Three ask_pipeworx variants and a dense cluster of polymarket_* edge tools have heavily overlapping purposes, and ai_visibility_check vs scan_competitor_ai_presence further blurs boundaries. Only the sam_*, memory, and subscription tools form cleanly distinct families.

Naming Consistency3/5

All names are lowercase snake_case and readable, but the pattern is mixed: verb_noun names (compare_entities, resolve_entity), bare verbs (remember, recall, forget), noun phrases (entity_profile, polymarket_edges), and domain-prefix families (sam_*, polymarket_*) coexist.
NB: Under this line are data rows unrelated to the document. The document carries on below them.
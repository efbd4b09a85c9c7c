//! Assessment engine: evidence → prompt → model → verdict.
//!
//! `assess_one` runs the pipeline for one query. `assess_batch` runs many
//! under a concurrency cap (`buffer_unordered`, FIFO admission) and writes
//! each result into a pre-sized buffer at its input index, so output order
//! never depends on completion order.
//!
//! Cancellation: items not yet started are reported `Cancelled` without
//! doing any work; in-flight items race the token and are abandoned.

use std::sync::Arc;

use futures::stream::{self, StreamExt};
use serde::ser::SerializeMap;
use serde::{Serialize, Serializer};
use tokio_util::sync::CancellationToken;
use tracing::{debug, info, instrument, warn};
use tumorboard_common::confidence::resolve_confidence;
use tumorboard_common::{
    Assessment, AssessmentError, EvidenceStrength, VariantEvidence, VariantQuery, VerdictPath,
};
use tumorboard_evidence::{EvidenceNormaliser, EvidenceSource};
use tumorboard_llm::LlmBackend;

use crate::config::AssessConfig;
use crate::invoker::invoke;
use crate::parser::ParsedVerdict;
use crate::prompt::build_request;

pub struct AssessmentEngine {
    evidence: Arc<dyn EvidenceSource>,
    backend: Arc<dyn LlmBackend>,
}

impl AssessmentEngine {
    pub fn new(evidence: Arc<dyn EvidenceSource>, backend: Arc<dyn LlmBackend>) -> Self {
        Self { evidence, backend }
    }

    pub fn backend(&self) -> &dyn LlmBackend {
        self.backend.as_ref()
    }

    /// Assess a single query. "Not found" at the evidence source is valid
    /// input; only a transport failure is an `EvidenceFetch` error.
    #[instrument(skip(self, config), fields(gene = %query.gene, variant = %query.variant))]
    pub async fn assess_one(
        &self,
        config: &AssessConfig,
        query: &VariantQuery,
    ) -> Result<Assessment, AssessmentError> {
        let raw = self
            .evidence
            .fetch_evidence(&query.gene, &query.variant, query.tumor_type.as_deref())
            .await
            .map_err(|e| AssessmentError::EvidenceFetch(e.to_string()))?;

        let evidence = EvidenceNormaliser::new(config.snippet_budget).normalise(query, raw.as_ref());
        let request = build_request(&evidence, &config.model, &config.taxonomy);

        let invocation = invoke(self.backend.as_ref(), &request, &config.retry).await?;

        let assessment = assemble(evidence, invocation.verdict, &config.model);
        debug!(
            tier = %assessment.tier,
            confidence = assessment.confidence,
            path = ?assessment.verdict_path,
            "Assessment complete"
        );
        Ok(assessment)
    }

    /// Assess `queries` with at most `max_concurrency` in flight (clamped to ≥ 1).
    pub async fn assess_batch(
        &self,
        config: &AssessConfig,
        queries: Vec<VariantQuery>,
        max_concurrency: usize,
        cancel: &CancellationToken,
    ) -> BatchOutcome {
        let total = queries.len();
        let cap = max_concurrency.max(1);
        info!(total, max_concurrency = cap, model = %config.model, "Starting batch assessment");

        let mut slots: Vec<Option<Result<Assessment, AssessmentError>>> =
            (0..total).map(|_| None).collect();

        {
            let queries_ref = &queries;
            let mut results = stream::iter(0..total)
                .map(move |index| {
                    let query = &queries_ref[index];
                    async move {
                        if cancel.is_cancelled() {
                            return (index, Err(AssessmentError::Cancelled));
                        }
                        let result = tokio::select! {
                            biased;
                            _ = cancel.cancelled() => Err(AssessmentError::Cancelled),
                            r = self.assess_one(config, query) => r,
                        };
                        (index, result)
                    }
                })
                .buffer_unordered(cap);

            while let Some((index, result)) = results.next().await {
                match &result {
                    Ok(_) => {}
                    Err(e) if e.is_cancelled() => {}
                    Err(e) => warn!(index, query = %queries[index].label(), error = %e, "Item failed"),
                }
                slots[index] = Some(result);
            }
        }

        let items: Vec<BatchItem> = queries
            .into_iter()
            .zip(slots)
            .enumerate()
            .map(|(index, (query, slot))| BatchItem {
                index,
                query,
                result: slot.unwrap_or(Err(AssessmentError::Cancelled)),
            })
            .collect();

        let summary = BatchSummary::from_items(&items);
        info!(
            total = summary.total,
            succeeded = summary.succeeded,
            failed = summary.failed,
            cancelled = summary.cancelled,
            "Batch assessment finished"
        );
        BatchOutcome { items, summary }
    }
}

/// Build the final assessment. Constructed once, never mutated afterwards.
fn assemble(evidence: VariantEvidence, verdict: ParsedVerdict, model: &str) -> Assessment {
    let verdict_path = match verdict {
        ParsedVerdict::Structured(_) => VerdictPath::Structured,
        ParsedVerdict::Heuristic(_) => VerdictPath::Heuristic,
    };
    let fields = verdict.into_fields();
    let (confidence, confidence_source) = resolve_confidence(fields.confidence);

    Assessment {
        gene: evidence.gene,
        variant: evidence.variant,
        tumor_type: evidence.tumor_type,
        tier: fields.tier,
        confidence,
        confidence_source,
        evidence_strength: EvidenceStrength::from(fields.tier),
        summary: fields.summary,
        therapies: fields.therapies,
        verdict_path,
        model: model.to_string(),
        identifiers: evidence.identifiers,
        notations: evidence.notations,
    }
}

// ── Batch results ─────────────────────────────────────────────────────────────

/// One batch item, at its input position.
#[derive(Debug, Clone)]
pub struct BatchItem {
    pub index: usize,
    pub query: VariantQuery,
    pub result: Result<Assessment, AssessmentError>,
}

/// `{"index", "query", "assessment"}` or `{"index", "query", "error"}`.
impl Serialize for BatchItem {
    fn serialize<S: Serializer>(&self, serializer: S) -> Result<S::Ok, S::Error> {
        let mut map = serializer.serialize_map(Some(3))?;
        map.serialize_entry("index", &self.index)?;
        map.serialize_entry("query", &self.query)?;
        match &self.result {
            Ok(a) => map.serialize_entry("assessment", a)?,
            Err(e) => map.serialize_entry("error", e)?,
        }
        map.end()
    }
}

#[derive(Debug, Clone, Copy, Default, PartialEq, Eq, Serialize)]
pub struct BatchSummary {
    pub total: usize,
    pub succeeded: usize,
    pub failed: usize,
    pub cancelled: usize,
}

impl BatchSummary {
    pub fn from_items(items: &[BatchItem]) -> Self {
        let mut s = BatchSummary { total: items.len(), ..Default::default() };
        for item in items {
            match &item.result {
                Ok(_) => s.succeeded += 1,
                Err(e) if e.is_cancelled() => s.cancelled += 1,
                Err(_) => s.failed += 1,
            }
        }
        s
    }
}

#[derive(Debug, Clone, Serialize)]
pub struct BatchOutcome {
    /// In input order.
    pub items: Vec<BatchItem>,
    pub summary: BatchSummary,
}

impl BatchOutcome {
    pub fn assessments(&self) -> impl Iterator<Item = &Assessment> {
        self.items.iter().filter_map(|i| i.result.as_ref().ok())
    }
}

#[cfg(test)]
mod tests {
    use super::*;
    use std::collections::BTreeSet;
    use tumorboard_common::{ConfidenceSource, Tier};
    use crate::parser::VerdictFields;

    fn evidence() -> VariantEvidence {
        VariantEvidence {
            gene: "KRAS".to_string(),
            variant: "G12C".to_string(),
            tumor_type: None,
            identifiers: Default::default(),
            notations: vec![],
            items: vec![],
            found: false,
        }
    }

    #[test]
    fn test_assemble_applies_floor() {
        let verdict = ParsedVerdict::Heuristic(VerdictFields {
            tier: Tier::II,
            confidence: None,
            summary: "Tier II".to_string(),
            therapies: BTreeSet::new(),
        });
        let a = assemble(evidence(), verdict, "m");
        assert_eq!(a.confidence, 0.3);
        assert_eq!(a.confidence_source, ConfidenceSource::DefaultFloor);
        assert_eq!(a.verdict_path, VerdictPath::Heuristic);
        assert_eq!(a.evidence_strength, EvidenceStrength::Moderate);
    }

    #[test]
    fn test_assemble_clamps_confidence() {
        let verdict = ParsedVerdict::Structured(VerdictFields {
            tier: Tier::I,
            confidence: Some(250.0),
            summary: String::new(),
            therapies: BTreeSet::new(),
        });
        let a = assemble(evidence(), verdict, "m");
        assert_eq!(a.confidence, 1.0);
        assert_eq!(a.confidence_source, ConfidenceSource::Model);
    }

    #[test]
    fn test_summary_counts() {
        let q = VariantQuery::new("A", "B", None);
        let items = vec![
            BatchItem { index: 0, query: q.clone(), result: Err(AssessmentError::Cancelled) },
            BatchItem { index: 1, query: q.clone(), result: Err(AssessmentError::VerdictParse("x".into())) },
        ];
        assert_eq!(
            BatchSummary::from_items(&items),
            BatchSummary { total: 2, succeeded: 0, failed: 1, cancelled: 1 }
        );
    }

    #[test]
    fn test_item_serializes_error_inline() {
        let item = BatchItem {
            index: 3,
            query: VariantQuery::new("EGFR", "L858R", None),
            result: Err(AssessmentError::EvidenceFetch("timeout".into())),
        };
        let json = serde_json::to_value(&item).unwrap();
        assert_eq!(json["index"], 3);
        assert_eq!(json["error"]["kind"], "evidence_fetch");
        assert!(json.get("assessment").is_none());
    }
}
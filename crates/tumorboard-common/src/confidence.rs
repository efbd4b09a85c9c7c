//! Confidence handling for model verdicts.
//!
//! Models report confidence inconsistently (0.85, "85%", 85, or not at all).
//! Everything is funnelled through here so the stored value is always in
//! [0.0, 1.0] and an omitted value is visibly marked as a default.

use crate::entities::ConfidenceSource;

/// Confidence applied when the model states none. Conservative: not zero
/// (the model did commit to a tier), not high.
pub const DEFAULT_CONFIDENCE_FLOOR: f64 = 0.3;

/// Normalise a raw confidence figure into [0.0, 1.0].
///
/// Values in (1, 100] are read as percentages. Non-finite values are
/// dropped. Anything else out of range is clamped.
pub fn normalise_confidence(raw: f64) -> Option<f64> {
    if !raw.is_finite() {
        return None;
    }
    let value = if raw > 1.0 && raw <= 100.0 { raw / 100.0 } else { raw };
    Some(value.clamp(0.0, 1.0))
}

/// Resolve the final confidence and record where it came from.
pub fn resolve_confidence(stated: Option<f64>) -> (f64, ConfidenceSource) {
    match stated.and_then(normalise_confidence) {
        Some(c) => (c, ConfidenceSource::Model),
        None    => (DEFAULT_CONFIDENCE_FLOOR, ConfidenceSource::DefaultFloor),
    }
}

#[cfg(test)]
mod tests {
    use super::*;

    #[test]
    fn test_percentage_is_scaled() {
        assert_eq!(normalise_confidence(85.0), Some(0.85));
    }

    #[test]
    fn test_out_of_range_is_clamped() {
        assert_eq!(normalise_confidence(-0.2), Some(0.0));
        assert_eq!(normalise_confidence(250.0), Some(1.0));
        assert_eq!(normalise_confidence(f64::NAN), None);
    }

    #[test]
    fn test_missing_confidence_uses_floor() {
        let (c, src) = resolve_confidence(None);
        assert_eq!(c, DEFAULT_CONFIDENCE_FLOOR);
        assert_eq!(src, ConfidenceSource::DefaultFloor);
        assert!(c > 0.0 && c < 0.5);
    }

    #[test]
    fn test_stated_confidence_is_kept() {
        let (c, src) = resolve_confidence(Some(0.92));
        assert!((c - 0.92).abs() < 1e-9);
        assert_eq!(src, ConfidenceSource::Model);
    }
}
No camelCase chaos, but no consistent verb style either.

Tool Count2/5

36 tools is well beyond the ideal range, and many are near-duplicates or wrappers (ask_pipeworx variants, ai_visibility_check vs scan_competitor_ai_presence). The server is named Samgov, yet only 5 tools actually concern SAM.gov, making the count feel inflated and unfocused.

Completeness3/5

The SAM.gov subset covers entity search, opportunities, set-asides, opportunity details, and exclusions, but omits major datasets like contract awards. The broader Pipeworx research/memory/subscription surface is extensive, though it is muddled by redundant query modes and lacks a direct way to invoke individual pack tools.